Of course, these words look absolutely terrible.  It has been said that when a Black person goes in public to take other victims of white supremacy to task, that it is a way to signal their willingness to throw other Black people “under the bus” to keep their “showcase Black” position.  But in my personal opinion, I do not believe that Mr. Cosby said these things coming from a place of pure anti-Blackness.  In fact, I have heard a few Black people of his generation say many of the same things that Mr. Cosby said in this speech (of course not in public, or in front of white people).  I also, around that time, attended a speech sponsored by a Black Men’s community group in Philadelphia, in which Mr. Cosby attempted to clarify his remarks.  I honestly think that he said these things out of frustration with the pitiful condition that Black people are in today under the system of racism/white supremacy.  But a man of Mr. Cosby’s considerable financial standing at that time was absolutely able to do more than to simply crucify the “Shaniqua’s, Shaligua’s and Mohammed’s”.  Rather than to crucify poor Black people in public, Mr. Cosby was a rare Black person with the financial means to make a dent in the system of racism/white supremacy, that is if he correctly identified racism/white supremacy as the root cause of Black American dysfunction.  This lack of recognition of the system of racism/white supremacy as the root cause of Black dysfunction, his perceived lack of actually doing anything but to harshly criticize fellow victims of said system rather than to use his acquired resources to help solve the problem constructively, as well as the very public forum in which he chose to launch this diatribe left a very bad taste in the mouths of many of the same Black people that once looked up to him as a “role model”, and even a “father figure” for Black society.

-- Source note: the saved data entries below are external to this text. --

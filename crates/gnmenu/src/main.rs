use clap::Parser;
use std::process::ExitCode;

mod cli;
mod commands;
mod dispatch;
mod output;

use cli::Cli;
use commands::settings::load_settings;
use commands::{CommandContext, CommandError, InputSources};
use dispatch::{InputCommand, InputDispatch, StandaloneCommand, StandaloneDispatch};

fn main() -> ExitCode {
    let cli = Cli::parse();
    setup_tracing(&cli);

    match run(&cli) {
        Ok(()) => ExitCode::SUCCESS,
        Err(e) => {
            if cli.json {
                let error_json = serde_json::json!({
                    "error": {
                        "code": error_code(&e),
                        "message": e.to_string(),
                    }
                });
                match serde_json::to_string_pretty(&error_json) {
                    Ok(text) => eprintln!("{text}"),
                    Err(_) => eprintln!("Error: {e}"),
                }
            } else {
                eprintln!("Error: {e}");
            }
            error_exit_code(&e)
        }
    }
}

fn run(cli: &Cli) -> commands::Result<()> {
    let ctx = CommandContext::from_cli(cli);

    // Settings and completions must work even with broken settings
    if let Some(dispatch) = StandaloneDispatch::try_from_cli(cli) {
        return dispatch.execute(&ctx);
    }

    let settings = load_settings()?;
    let ctx = ctx.with_settings(&settings);
    let sources = InputSources::resolve(cli, &settings);
    tracing::debug!(?sources, "resolved inputs");

    match InputDispatch::from_cli(cli) {
        Some(dispatch) => dispatch.execute(&ctx, &sources),
        None => Err(CommandError::Config(format!("unsupported command: {:?}", cli.command))),
    }
}

/// Installs the stderr log subscriber.
///
/// `RUST_LOG` wins; otherwise `--verbose` shows debug events and `--quiet`
/// shows only errors.
fn setup_tracing(cli: &Cli) {
    use tracing_subscriber::EnvFilter;

    let default_level = if cli.verbose {
        "geonode_menu_rs=debug,gnmenu=debug,warn"
    } else if cli.quiet {
        "error"
    } else {
        "warn"
    };
    let filter = EnvFilter::try_from_default_env().unwrap_or_else(|_| EnvFilter::new(default_level));

    // A subscriber may already be installed by an embedding test harness
    tracing_subscriber::fmt()
        .with_env_filter(filter)
        .with_writer(std::io::stderr)
        .with_ansi(!cli.no_color)
        .with_target(false)
        .try_init()
        .ok();
}

/// Returns the error code string for JSON output.
fn error_code(e: &CommandError) -> &'static str {
    match e {
        CommandError::Load(_) => "LOAD_ERROR",
        CommandError::Condition(_) => "CONDITION_ERROR",
        CommandError::Config(_) => "CONFIG_ERROR",
        CommandError::Io(_) => "IO_ERROR",
        CommandError::Json(_) => "JSON_ERROR",
    }
}

/// Returns the exit code for an error.
fn error_exit_code(e: &CommandError) -> ExitCode {
    match e {
        CommandError::Config(_) => ExitCode::from(5),
        CommandError::Load(_) => ExitCode::from(1),
        CommandError::Condition(_) => ExitCode::from(1),
        CommandError::Io(_) => ExitCode::from(3),
        CommandError::Json(_) => ExitCode::from(1),
    }
}
//! Menu trees: item model, permission checks and recursive filtering.
//!
//! # Item Shapes
//!
//! - `{"type": "group", "items": [...]}` - [`MenuItem::Group`]
//! - `{"type": "filter", ...}` - [`MenuItem::Filter`]
//! - `{"type": "link", "href": "..."}` - [`MenuItem::Link`]
//! - anything else - [`MenuItem::Leaf`]
//!
//! Every item may declare `visibleIf` (alias `disableIf`), `authenticated`
//! and `requires`; all other keys are passed through untouched.
//!
//! # Example
//!
//! ```
//! use geonode_menu_rs::expression::Evaluator;
//! use geonode_menu_rs::menu::{filter_tree, is_item_allowed, LoadMode, MenuLoader, UserState};
//! use geonode_menu_rs::state::MonitoredState;
//! use serde_json::{json, Map};
//!
//! let raw = json!([
//!     {"id": "upload", "type": "link", "href": "/upload", "authenticated": true},
//!     {"id": "about", "type": "link", "href": "/about"}
//! ]);
//! let mut loader = MenuLoader::new(LoadMode::Strict);
//! let items = loader.load_items(raw.as_array().unwrap(), "navbar.items").unwrap();
//!
//! let state = MonitoredState::default();
//! let context = Map::new();
//! let mut evaluator = Evaluator::new(&state, &context);
//! let user_state = UserState::anonymous();
//!
//! let allowed = filter_tree(&items, &mut |item| is_item_allowed(&user_state, item, &mut evaluator));
//! assert_eq!(allowed.len(), 1);
//! assert_eq!(allowed[0].id().to_string(), "about");
//! ```

mod item;
mod permission;
mod tree;

pub use item::{ItemCommon, ItemId, LoadMode, MenuItem, MenuLoader};
pub use permission::{is_item_allowed, Requirement, UserRecord, UserState};
pub use tree::{count_nodes, filter_tree, flatten_one_level, map_tree};
//! Command implementations for the gnmenu CLI.
//!
//! This module contains the actual command handlers that are invoked by the CLI.

pub mod check;
pub mod completions;
pub mod eval;
pub mod filters;
pub mod project;
pub mod settings;

use std::fs;
use std::io::{self, Read};
use std::path::{Path, PathBuf};

use geonode_menu_rs::menu::LoadMode;
use geonode_menu_rs::LocalConfig;
use serde_json::{Map, Value};

use crate::cli::Cli;
use settings::Settings;

/// Path that reads the state from stdin.
const STDIN_PATH: &str = "-";

/// Error type for command execution.
#[derive(Debug, thiserror::Error)]
pub enum CommandError {
    /// Local configuration could not be loaded.
    #[error("load error: {0}")]
    Load(#[from] geonode_menu_rs::ConfigError),

    /// Condition parsing error.
    #[error("condition error: {0}")]
    Condition(#[from] geonode_menu_rs::expression::ExpressionError),

    /// Settings or input selection error.
    #[error("configuration error: {0}")]
    Config(String),

    /// I/O error.
    #[error("I/O error: {0}")]
    Io(#[from] std::io::Error),

    /// Serialization error.
    #[error("serialization error: {0}")]
    Json(#[from] serde_json::Error),
}

/// Result type for command execution.
pub type Result<T> = std::result::Result<T, CommandError>;

/// Context for command execution, containing common dependencies.
pub struct CommandContext {
    /// Whether to output JSON.
    pub json_output: bool,
    /// Whether to use colors.
    pub use_colors: bool,
    /// Whether to be quiet (errors only).
    pub quiet: bool,
}

impl CommandContext {
    /// Creates a new command context from CLI arguments.
    pub fn from_cli(cli: &Cli) -> Self {
        Self {
            json_output: cli.json,
            use_colors: !cli.no_color,
            quiet: cli.quiet,
        }
    }

    /// Applies settings the command line left unspecified.
    pub fn with_settings(mut self, settings: &Settings) -> Self {
        if settings.output.color == Some(false) {
            self.use_colors = false;
        }
        self
    }
}

/// Where the local configuration and state snapshot come from.
#[derive(Debug, Clone, PartialEq)]
pub struct InputSources {
    /// Local configuration file.
    pub config_path: Option<PathBuf>,
    /// State snapshot file, or `-` for stdin.
    pub state_path: Option<PathBuf>,
    /// How unsupported shapes are handled.
    pub mode: LoadMode,
}

impl InputSources {
    /// Resolves the inputs with priority: flag > settings.
    pub fn resolve(cli: &Cli, settings: &Settings) -> Self {
        let mode = if cli.lenient || settings.load.lenient == Some(true) {
            LoadMode::Lenient
        } else {
            LoadMode::Strict
        };

        Self {
            config_path: cli.config.clone().or_else(|| settings.config.clone()),
            state_path: cli.state.clone().or_else(|| settings.state.clone()),
            mode,
        }
    }

    /// Returns the local configuration path, failing if none was given.
    pub fn require_config_path(&self) -> Result<&Path> {
        self.config_path.as_deref().ok_or_else(|| {
            CommandError::Config(
                "No local configuration given. Pass --config or run 'gnmenu settings set config <path>'"
                    .to_string(),
            )
        })
    }

    /// Loads the local configuration in the resolved mode.
    pub fn load_local(&self) -> Result<LocalConfig> {
        self.load_local_with(self.mode)
    }

    /// Loads the local configuration in the given mode.
    pub fn load_local_with(&self, mode: LoadMode) -> Result<LocalConfig> {
        let path = self.require_config_path()?;
        tracing::debug!(path = %path.display(), ?mode, "loading local configuration");
        let content = fs::read_to_string(path)?;
        Ok(LocalConfig::from_json_str(&content, mode)?)
    }

    /// Loads the local configuration, or the default one when no path is
    /// given.
    pub fn load_local_or_default(&self) -> Result<LocalConfig> {
        if self.config_path.is_some() {
            return self.load_local();
        }
        Ok(LocalConfig::from_value(&Value::Object(Map::new()), self.mode)?)
    }

    /// Loads the state snapshot. No path means an empty state.
    pub fn load_state(&self) -> Result<Value> {
        let Some(path) = &self.state_path else {
            return Ok(Value::Object(Map::new()));
        };

        let content = if path.as_os_str() == STDIN_PATH {
            let mut buffer = String::new();
            io::stdin().read_to_string(&mut buffer)?;
            buffer
        } else {
            fs::read_to_string(path)?
        };

        let state: Value = serde_json::from_str(&content)?;
        if !state.is_object() {
            return Err(CommandError::Config(format!(
                "State snapshot must be a JSON object: {}",
                path.display()
            )));
        }
        Ok(state)
    }
}

#[cfg(test)]
mod tests {
    use super::*;
    use clap::Parser;
    use tempfile::TempDir;

    fn cli(args: &[&str]) -> Cli {
        Cli::parse_from(std::iter::once("gnmenu").chain(args.iter().copied()))
    }

    #[test]
    fn test_flags_override_settings() {
        let settings = Settings {
            config: Some(PathBuf::from("/settings/local.json")),
            state: Some(PathBuf::from("/settings/state.json")),
            ..Settings::default()
        };

        let sources = InputSources::resolve(&cli(&["--config", "/flag/local.json", "check"]), &settings);
        assert_eq!(sources.config_path, Some(PathBuf::from("/flag/local.json")));
        assert_eq!(sources.state_path, Some(PathBuf::from("/settings/state.json")));
        assert_eq!(sources.mode, LoadMode::Strict);
    }

    #[test]
    fn test_lenient_from_settings() {
        let mut settings = Settings::default();
        settings.load.lenient = Some(true);

        let sources = InputSources::resolve(&cli(&["check"]), &settings);
        assert_eq!(sources.mode, LoadMode::Lenient);
    }

    #[test]
    fn test_missing_config_is_error() {
        let sources = InputSources {
            config_path: None,
            state_path: None,
            mode: LoadMode::Strict,
        };
        assert!(matches!(sources.load_local(), Err(CommandError::Config(_))));
        assert!(sources.load_local_or_default().is_ok());
        assert_eq!(sources.load_state().unwrap(), serde_json::json!({}));
    }

    #[test]
    fn test_load_files() {
        let dir = TempDir::new().unwrap();
        let config_path = dir.path().join("local.json");
        let state_path = dir.path().join("state.json");
        fs::write(&config_path, r#"{"geoNodeConfiguration": {"navbar": {"items": []}}}"#).unwrap();
        fs::write(&state_path, r#"{"security": {"user": {"name": "a"}}}"#).unwrap();

        let sources = InputSources {
            config_path: Some(config_path),
            state_path: Some(state_path),
            mode: LoadMode::Strict,
        };
        assert!(sources.load_local().is_ok());
        assert_eq!(sources.load_state().unwrap()["security"]["user"]["name"], "a");
    }

    #[test]
    fn test_state_must_be_object() {
        let dir = TempDir::new().unwrap();
        let state_path = dir.path().join("state.json");
        fs::write(&state_path, "[1, 2]").unwrap();

        let sources = InputSources {
            config_path: None,
            state_path: Some(state_path),
            mode: LoadMode::Strict,
        };
        assert!(matches!(sources.load_state(), Err(CommandError::Config(_))));
    }
}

This was a terrible mistake, especially considering all of the apparent skeletons in his closet, so to speak.  Because 2004, the year in which he made the infamous “pound cake” speech where he was perceived as haughtily wagging his finger at Black society, was the same year  in which the incident for which he was accused of drugging and sexually assaulting a woman by the name of Andrea Constand was supposed to have taken place.  The fact that Mr. Cosby can be so unconstructively critical of the society which produced him, while apparently having all sorts of extra-marital sex with women, white women at that (that is a part of the story which cannot ever be minimized), while providing illegal party drugs to top it off, was a grave miscalculation of the part of Mr. Cosby.  He essentially destroyed much of the Black goodwill that he had built up over the years, while at the same time, systematic white supremacy was now sharpening the knives to shove into his back.

He was no longer insulated from the attacks of systematic racism/white supremacy by the support of Black people due to his harsh, stinging, inaccurate criticism in the “Pound Cake speech”. He also had no systematic protection, since he failed to adequately assist to create any with his once considerable financial fortune.  His lack of providing substantial, serious, Black First, counter-racist institutions while he had the chance, rather than partying with and having sex with sketchy white women came back to haunt him.  Now Mr. Cosby languishes in jail, right next to “the kid who stole the Coca-Cola and pound cake”.  The kid who stole the treats, and Mr. Cosby are now housed in the same facility, both with numbers to identify them rather than names, both equally victimized by the system of racism/white supremacy.  Let this be a lesson to all who are classified as Black, who think that they have carved out a space as an “other” in the system of racism/white supremacy.  There are no “others”.  And although you may play a different role within your victimization than other Black people, you are still a victim nonetheless.  The point has been made, and with the case, has yet again been driven home with force.

Liberation Now!

Osei, 21st Century Race Man

Author: Brother Osei 21CRM

I am a victim of racism/white supremacy who spends my time and energy looking for solutions.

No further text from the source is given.